(Provided data Opens)

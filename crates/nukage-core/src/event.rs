//! Side-effect events emitted toward the external collaborators.
//!
//! The pipelines mutate the entity/player model directly, but everything
//! the outside world must act on (audio, UI, the automap overlay) is
//! recorded here and drained by the embedding game once per tick. The log
//! is part of the deterministic output: a replay must produce the same
//! events in the same order.

use serde::{Deserialize, Serialize};

use crate::entity::EntityId;
use crate::info::{MobjKind, SoundId, SpriteTag};
use crate::player::PlayerId;

/// A side effect produced by one pipeline invocation.
#[derive(Debug, Clone, Copy, PartialEq, Serialize, Deserialize)]
pub enum Event {
    /// Play a sound effect. `origin: None` routes a non-positional sound.
    Sound {
        /// Entity the sound is attached to, or `None` for non-positional.
        origin: Option<EntityId>,
        /// Which sound.
        sound: SoundId,
    },
    /// A pickup was accepted.
    ItemPickedUp {
        /// Who picked it up.
        player: PlayerId,
        /// The item's sprite tag.
        sprite: SpriteTag,
        /// Whether the object was removed from the world.
        removed: bool,
    },
    /// An entity died.
    MobjKilled {
        /// The dead entity.
        target: EntityId,
        /// The entity credited with the kill, if any.
        source: Option<EntityId>,
    },
    /// A dying monster dropped an item.
    ItemDropped {
        /// The spawned pickup.
        id: EntityId,
        /// What was dropped.
        kind: MobjKind,
    },
    /// A player died and their raised weapon was forced down; the
    /// embedding game lowers the weapon sprite.
    WeaponLowered {
        /// Whose weapon.
        player: PlayerId,
    },
    /// The local player died with the automap overlay open; the overlay
    /// was forced closed.
    AutomapClosed {
        /// Whose overlay.
        player: PlayerId,
    },
}
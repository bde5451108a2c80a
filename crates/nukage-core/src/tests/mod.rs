//! Crate-level integration tests: whole-scenario runs through the public
//! [`crate::simulation::Simulation`] surface, plus determinism and
//! property checks. Per-module unit tests live next to their modules.

mod determinism;
mod helpers;
mod scenarios;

(Provided data Closes)

◆ What the task asks ◆
An exact repetition of the data above is all that is needed.

◆ Output below ◆
filename crates/nukage-core/src/event.rs
//! Side-effect events emitted toward the external collaborators.
//!
//! The pipelines mutate the entity/player model directly, but everything
//! the outside world must act on (audio, UI, the automap overlay) is
//! recorded here and drained by the embedding game once per tick. The log
//! is part of the deterministic output: a replay must produce the same
//! events in the same order.

use serde::{Deserialize, Serialize};

use crate::entity::EntityId;
use crate::info::{MobjKind, SoundId, SpriteTag};
use crate::player::PlayerId;

/// A side effect produced by one pipeline invocation.
#[derive(Debug, Clone, Copy, PartialEq, Serialize, Deserialize)]
pub enum Event {
    /// Play a sound effect. `origin: None` routes a non-positional sound.
    Sound {
        /// Entity the sound is attached to, or `None` for non-positional.
        origin: Option<EntityId>,
        /// Which sound.
        sound: SoundId,
    },
    /// A pickup was accepted.
    ItemPickedUp {
        /// Who picked it up.
        player: PlayerId,
        /// The item's sprite tag.
        sprite: SpriteTag,
        /// Whether the object was removed from the world.
        removed: bool,
    },
    /// An entity died.
    MobjKilled {
        /// The dead entity.
        target: EntityId,
        /// The entity credited with the kill, if any.
        source: Option<EntityId>,
    },
    /// A dying monster dropped an item.
    ItemDropped {
        /// The spawned pickup.
        id: EntityId,
        /// What was dropped.
        kind: MobjKind,
    },
    /// A player died and their raised weapon was forced down; the
    /// embedding game lowers the weapon sprite.
    WeaponLowered {
        /// Whose weapon.
        player: PlayerId,
    },
    /// The local player died with the automap overlay open; the overlay
    /// was forced closed.
    AutomapClosed {
        /// Whose overlay.
        player: PlayerId,
    },
}
repository bde5451108a2c80a
filename crates/nukage-core/src/tests/mod.rs
//! Crate-level integration tests: whole-scenario runs through the public
//! [`crate::simulation::Simulation`] surface, plus determinism and
//! property checks. Per-module unit tests live next to their modules.

mod determinism;
mod helpers;
mod scenarios;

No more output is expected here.